Column: Jelly Belly plant closure leaves North Chicago with bad taste

North Chicago will be less sweet come October when the Jelly Belly Candy Co. pulls out of the city and closes the 101-year-old former Goelitz Confectionary plant. Shuttering the factory can’t be blamed on city officials.

It’s just business, according to Chicago-based Ferrara Candy Co., the company that owns the Jelly Belly Candy Co. “After careful review of the current volumes produced here, we are moving our manufacturing into another facility,” Ferrara officials said in a statement last week, adding it was a “difficult decision.”

The announcement comes just a few months after a study named North Chicago one of the top small U.S. cities for entrepreneurship. It was the second time in a decade the city was cited in that category by online personal finance company WalletHub.

The study released in April used three key dimensions: Business environment, access to resources and business costs, in ranking the best and worst small cities — 25,000 to 100,000 population — to start a business. It was one of two Illinois cities highlighted, the other being northwest-suburban Hanover Park, by WalletHub.

Apparently, that information wasn’t juice enough for Ferrara, which acquired the Jelly Belly jelly bean franchise in October from Goelitz family members, to keep the plant running. It will close on Oct. 11, nearly a year after Ferrara bought the company.

Fortunately for the 66 workers at the factory, they will be offered transfers to jobs at Ferrera’s five other manufacturing facilities in the Chicago area, the company says. Most drivers of the Tri-State Tollway are familiar with one of them: The former Curtiss Candy Co. plant in Franklin Park, south of the Bensenville Bridge, where chocolate smells waft in the breeze most days when Butterfingers and Baby Ruths, among other candy treats, are being made.

Guess we should have seen that closure coming after Jelly Belly, a fixture in North Chicago since 1913, was sold to Ferrara on Oct. 18, 2023. Ferrara, founded in Chicago’s Little Italy in 1908, itself was acquired in 2017 by Italian conglomerate Ferrero, the maker of the gold-foil-covered Ferrero Rocher candies popular at Christmastime, and the hazelnut-chocolate spread Nutella.

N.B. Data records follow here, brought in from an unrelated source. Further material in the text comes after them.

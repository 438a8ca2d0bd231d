//! Pass graph construction from store state.

use std::collections::HashMap;

use framegraph_common::EntityId;
use framegraph_ecs::{ComponentStore, ComputePass, Dependency, RenderPass};

#[derive(Debug, Clone, Copy, PartialEq, Eq, Hash)]
pub enum PassKind {
    Compute,
    Render,
}

/// One pass and the resource entities it consumes and produces.
///
/// Built fresh every frame and never mutated afterwards.
#[derive(Debug, Clone, PartialEq, Eq)]
pub struct PassNode {
    pub entity: EntityId,
    pub kind: PassKind,
    pub inputs: Vec<EntityId>,
    pub outputs: Vec<EntityId>,
    /// Bound after inputs and outputs; never used for ordering.
    pub uniforms: Vec<EntityId>,
}

impl PassNode {
    pub fn new(entity: EntityId, kind: PassKind) -> Self {
        Self {
            entity,
            kind,
            inputs: Vec::new(),
            outputs: Vec::new(),
            uniforms: Vec::new(),
        }
    }

    pub fn produces(&self, resource: EntityId) -> bool {
        self.outputs.contains(&resource)
    }
}

/// Collect every pass-bearing entity into an unordered node list.
///
/// Compute passes come first, then render passes, each in store insertion
/// order. An entity tagged with both pass kinds only yields its compute node.
pub fn build_graph(store: &ComponentStore) -> Vec<PassNode> {
    let compute = store.components_of_type::<ComputePass>();
    let render = store.components_of_type::<RenderPass>();
    let mut nodes = Vec::with_capacity(compute.len() + render.len());

    for (entity, _) in compute {
        nodes.push(node_for(store, *entity, PassKind::Compute));
    }
    for (entity, _) in render {
        if store.has_component::<ComputePass>(*entity) {
            tracing::warn!(%entity, "entity carries both compute and render pass; using compute");
            continue;
        }
        nodes.push(node_for(store, *entity, PassKind::Render));
    }
    nodes
}

fn node_for(store: &ComponentStore, entity: EntityId, kind: PassKind) -> PassNode {
    let mut node = PassNode::new(entity, kind);
    if let Some(dep) = store.get_component::<Dependency>(entity) {
        node.inputs = dep.inputs.clone();
        node.outputs = dep.outputs.clone();
        node.uniforms = dep.uniforms.clone();
    }
    node
}

/// Map from resource entity to the index of the node producing it.
///
/// When several nodes output the same resource, the first one in `nodes`
/// wins.
pub fn producer_index(nodes: &[PassNode]) -> HashMap<EntityId, usize> {
    let mut index = HashMap::new();
    for (i, node) in nodes.iter().enumerate() {
        for output in &node.outputs {
            index.entry(*output).or_insert(i);
        }
    }
    index
}

/// A resource declared as output by more than one pass.
#[derive(Debug, Clone, PartialEq, Eq)]
pub struct DuplicateProducer {
    pub resource: EntityId,
    /// Producing passes in node order; the first is the one ordering uses.
    pub passes: Vec<EntityId>,
}

pub fn duplicate_producers(nodes: &[PassNode]) -> Vec<DuplicateProducer> {
    let mut by_resource: Vec<DuplicateProducer> = Vec::new();
    for node in nodes {
        for output in &node.outputs {
            match by_resource.iter_mut().find(|d| d.resource == *output) {
                Some(entry) => {
                    if !entry.passes.contains(&node.entity) {
                        entry.passes.push(node.entity);
                    }
                }
                None => by_resource.push(DuplicateProducer {
                    resource: *output,
                    passes: vec![node.entity],
                }),
            }
        }
    }
    by_resource.retain(|d| d.passes.len() > 1);
    by_resource
}

#[cfg(test)]
mod tests {
    use super::*;
    use framegraph_ecs::{Resource, TextureFormat};
    use glam::{UVec2, UVec3};

    fn texture(store: &mut ComponentStore) -> EntityId {
        let e = store.create_entity();
        store
            .add_component(e, Resource::texture(TextureFormat::Rgba32Float, UVec2::new(4, 4)))
            .unwrap();
        e
    }

    #[test]
    fn empty_store_has_no_nodes() {
        let store = ComponentStore::new();
        assert!(build_graph(&store).is_empty());
    }

    #[test]
    fn nodes_carry_dependencies() {
        let mut store = ComponentStore::new();
        let a = texture(&mut store);
        let b = texture(&mut store);
        let pass = store.create_entity();
        store
            .add_component(pass, ComputePass::new("erosion.wgsl", UVec3::ONE))
            .unwrap();
        store
            .add_component(pass, Dependency::new(vec![a], vec![b]))
            .unwrap();

        let nodes = build_graph(&store);
        assert_eq!(nodes.len(), 1);
        assert_eq!(nodes[0].entity, pass);
        assert_eq!(nodes[0].kind, PassKind::Compute);
        assert_eq!(nodes[0].inputs, vec![a]);
        assert_eq!(nodes[0].outputs, vec![b]);
    }

    #[test]
    fn missing_dependency_means_empty_lists() {
        let mut store = ComponentStore::new();
        let pass = store.create_entity();
        store
            .add_component(pass, RenderPass::new("vertex.wgsl", "fragment.wgsl"))
            .unwrap();

        let nodes = build_graph(&store);
        assert_eq!(nodes, vec![PassNode::new(pass, PassKind::Render)]);
    }

    #[test]
    fn compute_nodes_precede_render_nodes() {
        let mut store = ComponentStore::new();
        let render = store.create_entity();
        store
            .add_component(render, RenderPass::new("vertex.wgsl", "fragment.wgsl"))
            .unwrap();
        let compute = store.create_entity();
        store
            .add_component(compute, ComputePass::new("erosion.wgsl", UVec3::ONE))
            .unwrap();

        let kinds: Vec<PassKind> = build_graph(&store).iter().map(|n| n.kind).collect();
        assert_eq!(kinds, vec![PassKind::Compute, PassKind::Render]);
    }

    #[test]
    fn dual_tagged_entity_yields_one_node() {
        let mut store = ComponentStore::new();
        let pass = store.create_entity();
        store
            .add_component(pass, ComputePass::new("erosion.wgsl", UVec3::ONE))
            .unwrap();
        store
            .add_component(pass, RenderPass::new("vertex.wgsl", "fragment.wgsl"))
            .unwrap();

        let nodes = build_graph(&store);
        assert_eq!(nodes.len(), 1);
        assert_eq!(nodes[0].kind, PassKind::Compute);
    }

    #[test]
    fn producer_index_first_match_wins() {
        let r = EntityId(100);
        let mut first = PassNode::new(EntityId(1), PassKind::Compute);
        first.outputs.push(r);
        let mut second = PassNode::new(EntityId(2), PassKind::Compute);
        second.outputs.push(r);

        let index = producer_index(&[first.clone(), second.clone()]);
        assert_eq!(index[&r], 0);

        let dups = duplicate_producers(&[first, second]);
        assert_eq!(
            dups,
            vec![DuplicateProducer {
                resource: r,
                passes: vec![EntityId(1), EntityId(2)],
            }]
        );
    }

    #[test]
    fn single_producers_are_not_reported() {
        let mut a = PassNode::new(EntityId(1), PassKind::Compute);
        a.outputs.push(EntityId(10));
        let mut b = PassNode::new(EntityId(2), PassKind::Render);
        b.inputs.push(EntityId(10));
        assert!(duplicate_producers(&[a, b]).is_empty());
    }
}
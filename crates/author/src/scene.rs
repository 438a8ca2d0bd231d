use framegraph_ecs::{
    ComponentStore, ComputePass, Dependency, EntityId, ErosionParams, Heightfield, RenderPass,
    Resource, ResourceUsage, TextureFormat, Topology,
};
use glam::{UVec2, UVec3};

use crate::AuthorError;
use crate::erosion::ErosionUniforms;

/// Workgroup edge length declared by `erosion.wgsl`.
pub const WORKGROUP_SIZE: u32 = 8;

/// The erosion sandbox: store plus the entities the driver and tools need.
#[derive(Debug)]
pub struct ErosionScene {
    pub store: ComponentStore,
    pub heightmap_a: EntityId,
    pub heightmap_b: EntityId,
    /// Carries `ErosionParams`, `Heightfield` and the uniform buffer.
    pub params: EntityId,
    pub erosion_pass: EntityId,
    pub render_pass: EntityId,
    pub size: UVec2,
}

/// Build the erosion scene for a `width` x `height` heightmap.
///
/// The compute pass reads heightmap A and writes B; the render pass draws B.
pub fn build_erosion_scene(width: u32, height: u32) -> Result<ErosionScene, AuthorError> {
    if width == 0 || height == 0 {
        return Err(AuthorError::EmptyScene { width, height });
    }
    let size = UVec2::new(width, height);
    let mut store = ComponentStore::new();
    let usage = ResourceUsage::TEXTURE_BINDING | ResourceUsage::STORAGE_BINDING;

    let heightmap_a = store.create_entity();
    store.add_component(
        heightmap_a,
        Resource::texture(TextureFormat::Rgba32Float, size).with_usage(usage),
    )?;

    let heightmap_b = store.create_entity();
    store.add_component(
        heightmap_b,
        Resource::texture(TextureFormat::Rgba32Float, size).with_usage(usage),
    )?;

    let params = store.create_entity();
    let erosion = ErosionParams::default();
    store.add_component(params, erosion)?;
    store.add_component(
        params,
        Heightfield {
            width,
            height,
            scale: 1.0,
        },
    )?;
    store.add_component(
        params,
        Resource::buffer(ErosionUniforms::from(&erosion).to_bytes())
            .with_usage(ResourceUsage::UNIFORM | ResourceUsage::BUFFER_COPY_DST),
    )?;

    let erosion_pass = store.create_entity();
    store.add_component(
        erosion_pass,
        ComputePass::new(
            "erosion.wgsl",
            UVec3::new(width.div_ceil(WORKGROUP_SIZE), height.div_ceil(WORKGROUP_SIZE), 1),
        ),
    )?;
    store.add_component(
        erosion_pass,
        Dependency::new(vec![heightmap_a], vec![heightmap_b]).with_uniforms(vec![params]),
    )?;

    let render_pass = store.create_entity();
    store.add_component(
        render_pass,
        RenderPass {
            vertex_shader: "vertex.wgsl".to_string(),
            fragment_shader: "fragment.wgsl".to_string(),
            topology: Topology::TriangleList,
            vertex_count: Some(3),
        },
    )?;
    store.add_component(render_pass, Dependency::new(vec![heightmap_b], Vec::new()))?;

    tracing::debug!(width, height, entities = store.entity_count(), "erosion scene built");
    Ok(ErosionScene {
        store,
        heightmap_a,
        heightmap_b,
        params,
        erosion_pass,
        render_pass,
        size,
    })
}
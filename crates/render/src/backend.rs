//! Contract between the pass graph and a graphics backend.
//!
//! The graph never touches GPU objects directly: it asks the backend for
//! opaque handles and passes them back on submission.

use framegraph_ecs::{TextureFormat, Topology};
use glam::UVec3;

/// Backend error type.
#[derive(Debug, Clone, PartialEq, Eq, thiserror::Error)]
pub enum BackendError {
    #[error("failed to create texture: {0}")]
    TextureCreation(String),
    #[error("failed to create buffer: {0}")]
    BufferCreation(String),
    #[error("failed to create sampler: {0}")]
    SamplerCreation(String),
    #[error("failed to create pipeline: {0}")]
    PipelineCreation(String),
    #[error("failed to create binding set: {0}")]
    BindingCreation(String),
    #[error("unknown shader: {0}")]
    UnknownShader(String),
    #[error("invalid handle: {0}")]
    InvalidHandle(String),
    #[error("submission failed: {0}")]
    Submission(String),
    #[error("out of memory")]
    OutOfMemory,
    #[error("device lost")]
    DeviceLost,
}

pub type BackendResult<T> = Result<T, BackendError>;

macro_rules! handle {
    ($(#[$meta:meta])* $name:ident) => {
        $(#[$meta])*
        #[derive(Debug, Clone, Copy, PartialEq, Eq, Hash, PartialOrd, Ord)]
        pub struct $name(pub u64);

        impl $name {
            pub const fn raw(self) -> u64 {
                self.0
            }
        }
    };
}

handle!(
    /// Handle to a backend texture.
    TextureHandle
);
handle!(
    /// Handle to a backend buffer.
    BufferHandle
);
handle!(
    /// Handle to a backend sampler.
    SamplerHandle
);
handle!(
    /// Handle to a compute or render pipeline.
    PipelineHandle
);
handle!(
    /// Handle to a binding set (bind group).
    BindingSetHandle
);

/// Any bindable resource handle.
#[derive(Debug, Clone, Copy, PartialEq, Eq, Hash)]
pub enum ResourceHandle {
    Texture(TextureHandle),
    Buffer(BufferHandle),
    Sampler(SamplerHandle),
}

#[derive(Debug, Clone, PartialEq, Eq)]
pub struct TextureDescriptor {
    pub label: String,
    pub format: TextureFormat,
    pub width: u32,
    pub height: u32,
    /// WebGPU texture usage bits.
    pub usage: u32,
}

#[derive(Debug, Clone, PartialEq, Eq)]
pub struct BufferDescriptor {
    pub label: String,
    pub size: u64,
    /// WebGPU buffer usage bits.
    pub usage: u32,
}

#[derive(Debug, Clone, PartialEq, Eq)]
pub struct SamplerDescriptor {
    pub label: String,
}

#[derive(Debug, Clone, PartialEq, Eq)]
pub enum PipelineDescriptor {
    Compute {
        label: String,
        shader: String,
        entry_point: String,
    },
    Render {
        label: String,
        vertex_shader: String,
        fragment_shader: String,
        topology: Topology,
    },
}

impl PipelineDescriptor {
    pub fn label(&self) -> &str {
        match self {
            Self::Compute { label, .. } | Self::Render { label, .. } => label,
        }
    }
}

/// Resources wired to a pipeline, bound in slice order starting at binding 0.
#[derive(Debug, Clone, PartialEq, Eq)]
pub struct BindingSetDescriptor {
    pub label: String,
    pub group: u32,
    pub resources: Vec<ResourceHandle>,
}

/// Capability surface the pass graph drives.
///
/// Every call either succeeds or returns a [`BackendError`]; the graph treats
/// any error as fatal for the current frame.
pub trait GraphicsBackend {
    /// Human-readable backend name for logs.
    fn name(&self) -> &str;

    fn create_texture(&mut self, desc: &TextureDescriptor) -> BackendResult<TextureHandle>;

    fn create_buffer(&mut self, desc: &BufferDescriptor) -> BackendResult<BufferHandle>;

    fn write_buffer(&mut self, buffer: BufferHandle, data: &[u8]) -> BackendResult<()>;

    fn create_sampler(&mut self, desc: &SamplerDescriptor) -> BackendResult<SamplerHandle>;

    fn create_pipeline(&mut self, desc: &PipelineDescriptor) -> BackendResult<PipelineHandle>;

    fn create_binding_set(
        &mut self,
        pipeline: PipelineHandle,
        desc: &BindingSetDescriptor,
    ) -> BackendResult<BindingSetHandle>;

    /// Record and submit one compute dispatch.
    fn submit_compute(
        &mut self,
        pipeline: PipelineHandle,
        binding: Option<BindingSetHandle>,
        workgroups: UVec3,
    ) -> BackendResult<()>;

    /// Record and submit one draw into the backend's frame target.
    fn submit_draw(
        &mut self,
        pipeline: PipelineHandle,
        binding: Option<BindingSetHandle>,
        vertex_count: u32,
    ) -> BackendResult<()>;

    /// Resize the frame target. Callers invalidate their caches afterwards.
    fn resize(&mut self, _width: u32, _height: u32) -> BackendResult<()> {
        Ok(())
    }
}
impl GraphicsBackend for WgpuBackend {
    fn name(&self) -> &str {
        "wgpu"
    }

    fn create_texture(&mut self, desc: &TextureDescriptor) -> BackendResult<TextureHandle> {
        let entry = self.scoped(BackendError::TextureCreation, |device| {
            let texture = device.create_texture(&wgpu::TextureDescriptor {
                label: Some(desc.label.as_str()),
                size: wgpu::Extent3d {
                    width: desc.width,
                    height: desc.height,
                    depth_or_array_layers: 1,
                },
                mip_level_count: 1,
                sample_count: 1,
                dimension: wgpu::TextureDimension::D2,
                format: wgpu_format(desc.format),
                usage: wgpu::TextureUsages::from_bits_truncate(desc.usage),
                view_formats: &[],
            });
            let view = texture.create_view(&Default::default());
            TextureEntry {
                _texture: texture,
                view,
            }
        })?;
        let handle = TextureHandle(self.next_id());
        self.textures.insert(handle, entry);
        Ok(handle)
    }

    fn create_buffer(&mut self, desc: &BufferDescriptor) -> BackendResult<BufferHandle> {
        let buffer = self.scoped(BackendError::BufferCreation, |device| {
            device.create_buffer(&wgpu::BufferDescriptor {
                label: Some(desc.label.as_str()),
                size: desc.size,
                usage: wgpu::BufferUsages::from_bits_truncate(desc.usage),
                mapped_at_creation: false,
            })
        })?;
        let handle = BufferHandle(self.next_id());
        self.buffers.insert(handle, buffer);
        Ok(handle)
    }

    fn write_buffer(&mut self, buffer: BufferHandle, data: &[u8]) -> BackendResult<()> {
        let target = self
            .buffers
            .get(&buffer)
            .ok_or_else(|| BackendError::InvalidHandle(format!("buffer {}", buffer.raw())))?;
        self.scoped(BackendError::Submission, |_| {
            self.queue.write_buffer(target, 0, data);
        })
    }

    fn create_sampler(&mut self, desc: &SamplerDescriptor) -> BackendResult<SamplerHandle> {
        let sampler = self.scoped(BackendError::SamplerCreation, |device| {
            device.create_sampler(&wgpu::SamplerDescriptor {
                label: Some(desc.label.as_str()),
                mag_filter: wgpu::FilterMode::Linear,
                min_filter: wgpu::FilterMode::Linear,
                ..Default::default()
            })
        })?;
        let handle = SamplerHandle(self.next_id());
        self.samplers.insert(handle, sampler);
        Ok(handle)
    }

    fn create_pipeline(&mut self, desc: &PipelineDescriptor) -> BackendResult<PipelineHandle> {
        let entry = match desc {
            PipelineDescriptor::Compute {
                label,
                shader,
                entry_point,
            } => {
                let shader = self.shader(shader)?;
                self.scoped(BackendError::PipelineCreation, |device| {
                    let layout = device.create_bind_group_layout(&wgpu::BindGroupLayoutDescriptor {
                        label: Some(label.as_str()),
                        entries: &layout_entries(&[shader]),
                    });
                    let pipeline_layout = device.create_pipeline_layout(&wgpu::PipelineLayoutDescriptor {
                        label: Some(label.as_str()),
                        bind_group_layouts: &[&layout],
                        push_constant_ranges: &[],
                    });
                    let module = device.create_shader_module(wgpu::ShaderModuleDescriptor {
                        label: Some(label.as_str()),
                        source: wgpu::ShaderSource::Wgsl(shader.source.as_str().into()),
                    });
                    let pipeline = device.create_compute_pipeline(&wgpu::ComputePipelineDescriptor {
                        label: Some(label.as_str()),
                        layout: Some(&pipeline_layout),
                        module: &module,
                        entry_point: Some(entry_point.as_str()),
                        compilation_options: Default::default(),
                        cache: None,
                    });
                    PipelineEntry::Compute { pipeline, layout }
                })?
            }
            PipelineDescriptor::Render {
                label,
                vertex_shader,
                fragment_shader,
                topology,
            } => {
                let vertex = self.shader(vertex_shader)?;
                let fragment = self.shader(fragment_shader)?;
                self.scoped(BackendError::PipelineCreation, |device| {
                    let layout = device.create_bind_group_layout(&wgpu::BindGroupLayoutDescriptor {
                        label: Some(label.as_str()),
                        entries: &layout_entries(&[vertex, fragment]),
                    });
                    let pipeline_layout = device.create_pipeline_layout(&wgpu::PipelineLayoutDescriptor {
                        label: Some(label.as_str()),
                        bind_group_layouts: &[&layout],
                        push_constant_ranges: &[],
                    });
                    let vertex_module = device.create_shader_module(wgpu::ShaderModuleDescriptor {
                        label: Some(label.as_str()),
                        source: wgpu::ShaderSource::Wgsl(vertex.source.as_str().into()),
                    });
                    let fragment_module = device.create_shader_module(wgpu::ShaderModuleDescriptor {
                        label: Some(label.as_str()),
                        source: wgpu::ShaderSource::Wgsl(fragment.source.as_str().into()),
                    });
                    let pipeline = device.create_render_pipeline(&wgpu::RenderPipelineDescriptor {
                        label: Some(label.as_str()),
                        layout: Some(&pipeline_layout),
                        vertex: wgpu::VertexState {
                            module: &vertex_module,
                            entry_point: Some(vertex.entry_point.as_str()),
                            compilation_options: Default::default(),
                            buffers: &[],
                        },
                        fragment: Some(wgpu::FragmentState {
                            module: &fragment_module,
                            entry_point: Some(fragment.entry_point.as_str()),
                            compilation_options: Default::default(),
                            targets: &[Some(wgpu::ColorTargetState {
                                format: TARGET_FORMAT,
                                blend: Some(wgpu::BlendState::REPLACE),
                                write_mask: wgpu::ColorWrites::ALL,
                            })],
                        }),
                        primitive: wgpu::PrimitiveState {
                            topology: wgpu_topology(*topology),
                            ..Default::default()
                        },
                        depth_stencil: None,
                        multisample: Default::default(),
                        multiview: None,
                        cache: None,
                    });
                    PipelineEntry::Render { pipeline, layout }
                })?
            }
        };

        let handle = PipelineHandle(self.next_id());
        tracing::debug!(label = desc.label(), handle = handle.raw(), "wgpu pipeline created");
        self.pipelines.insert(handle, entry);
        Ok(handle)
    }

    fn create_binding_set(
        &mut self,
        pipeline: PipelineHandle,
        desc: &BindingSetDescriptor,
    ) -> BackendResult<BindingSetHandle> {
        if desc.group != 0 {
            return Err(BackendError::BindingCreation(format!(
                "{}: only bind group 0 is supported, got {}",
                desc.label, desc.group
            )));
        }
        let entry = self
            .pipelines
            .get(&pipeline)
            .ok_or_else(|| BackendError::InvalidHandle(format!("pipeline {}", pipeline.raw())))?;

        let mut resources = Vec::with_capacity(desc.resources.len());
        for handle in &desc.resources {
            let resource = match handle {
                ResourceHandle::Texture(t) => self
                    .textures
                    .get(t)
                    .map(|e| wgpu::BindingResource::TextureView(&e.view)),
                ResourceHandle::Buffer(b) => self.buffers.get(b).map(|b| b.as_entire_binding()),
                ResourceHandle::Sampler(s) => self.samplers.get(s).map(wgpu::BindingResource::Sampler),
            };
            let resource = resource
                .ok_or_else(|| BackendError::InvalidHandle(format!("{handle:?}")))?;
            resources.push(resource);
        }

        let group = self.scoped(BackendError::BindingCreation, |device| {
            let entries: Vec<wgpu::BindGroupEntry> = resources
                .into_iter()
                .enumerate()
                .map(|(binding, resource)| wgpu::BindGroupEntry {
                    binding: binding as u32,
                    resource,
                })
                .collect();
            device.create_bind_group(&wgpu::BindGroupDescriptor {
                label: Some(desc.label.as_str()),
                layout: entry.layout(),
                entries: &entries,
            })
        })?;

        let handle = BindingSetHandle(self.next_id());
        self.bindings.insert(handle, group);
        Ok(handle)
    }

    fn submit_compute(
        &mut self,
        pipeline: PipelineHandle,
        binding: Option<BindingSetHandle>,
        workgroups: UVec3,
    ) -> BackendResult<()> {
        let Some(PipelineEntry::Compute { pipeline, .. }) = self.pipelines.get(&pipeline) else {
            return Err(BackendError::InvalidHandle(format!("compute pipeline {}", pipeline.raw())));
        };
        let bind_group = self.bind_group(binding)?;

        self.scoped(BackendError::Submission, |device| {
            let mut encoder = device.create_command_encoder(&wgpu::CommandEncoderDescriptor {
                label: Some("compute_encoder"),
            });
            {
                let mut pass = encoder.begin_compute_pass(&wgpu::ComputePassDescriptor {
                    label: Some("compute_pass"),
                    timestamp_writes: None,
                });
                pass.set_pipeline(pipeline);
                if let Some(group) = bind_group {
                    pass.set_bind_group(0, group, &[]);
                }
                pass.dispatch_workgroups(workgroups.x, workgroups.y, workgroups.z);
            }
            self.queue.submit(std::iter::once(encoder.finish()));
        })
    }

    fn submit_draw(
        &mut self,
        pipeline: PipelineHandle,
        binding: Option<BindingSetHandle>,
        vertex_count: u32,
    ) -> BackendResult<()> {
        let Some(PipelineEntry::Render { pipeline, .. }) = self.pipelines.get(&pipeline) else {
            return Err(BackendError::InvalidHandle(format!("render pipeline {}", pipeline.raw())));
        };
        let bind_group = self.bind_group(binding)?;

        self.scoped(BackendError::Submission, |device| {
            let mut encoder = device.create_command_encoder(&wgpu::CommandEncoderDescriptor {
                label: Some("render_encoder"),
            });
            {
                let mut pass = encoder.begin_render_pass(&wgpu::RenderPassDescriptor {
                    label: Some("frame_pass"),
                    color_attachments: &[Some(wgpu::RenderPassColorAttachment {
                        view: &self.target.view,
                        resolve_target: None,
                        ops: wgpu::Operations {
                            load: wgpu::LoadOp::Load,
                            store: wgpu::StoreOp::Store,
                        },
                    })],
                    ..Default::default()
                });
                pass.set_pipeline(pipeline);
                if let Some(group) = bind_group {
                    pass.set_bind_group(0, group, &[]);
                }
                pass.draw(0..vertex_count, 0..1);
            }
            self.queue.submit(std::iter::once(encoder.finish()));
        })
    }

    /// Recreate the frame target and release every object handed out so far.
    fn resize(&mut self, width: u32, height: u32) -> BackendResult<()> {
        self.check_device()?;
        self.target = create_target(&self.device, width, height);
        self.target_size = (width.max(1), height.max(1));
        self.bindings.clear();
        self.pipelines.clear();
        self.textures.clear();
        self.buffers.clear();
        self.samplers.clear();
        tracing::debug!(width, height, "wgpu frame target resized");
        Ok(())
    }
}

With five manufacturing facilities in the region, one of them had to close and the North Chicago plant, one of the oldest, was the site of choice. All Jelly Belly production was moved from North Chicago to California in 2014.

“We anticipate no impact to the Jelly Belly brand, our products or service to our customers,” Ferrara said in a statement. “Jelly Belly remains a critical component of our growth trajectory.”

Jelly Belly jelly beans, a favorite of former President Ronald Reagan who helped boost the brand after he took office in 1981, come in more than 100 flavors and are some of the best-known global candy brands. Jelly Belly sells the beans, which can be mixed and matched to create various flavors, in some 60 nations on five continents. Some of the beans even flew into space during a Space Shuttle mission in the 1980s.

Along with its North Chicago plant close to Naval Station Great Lakes on Morrow Avenue, which produced the iconic Halloween sweet treat, candy corn, white-centered “bulls-eye” caramels and various other sugary products, including gourmet chocolates, the company had a footprint in Waukegan. It had a distribution warehouse at 2383 N. Delany Road, north of Sunset Avenue, which later moved to Green Bay Road in Kenosha County, Wisconsin, where a factory outlet store was opened. That, too, was closed in 2020.

Jelly Belly was founded in downstate Belleville in 1869 by Gustav Goelitz, a German immigrant who learned the art of candy making, later moving to North Chicago. The company moved its headquarters to Fairfield, California, in the San Francisco North Bay area and changed its name from Goelitz Confectionary Co., to Jelly Belly Candy Co., in 2001.

For North Chicago economic development officials, there is another shell of Lake County’s manufacturing past being left empty come this fall. While WalletHub may consider the city prime for entrepreneurs, property on Sheridan Road, across from the Navy base, long-planned for development has remained vacant for years. Now, there will be another vacancy in the city’s once-vibrant manufacturing sector.

What will become of the Jelly Belly plant only Ferrara planners know for sure, but the loss of a major company is another sour blow to Lake County’s industrial future.

Charles Selle is a former News-Sun reporter, political editor and editor.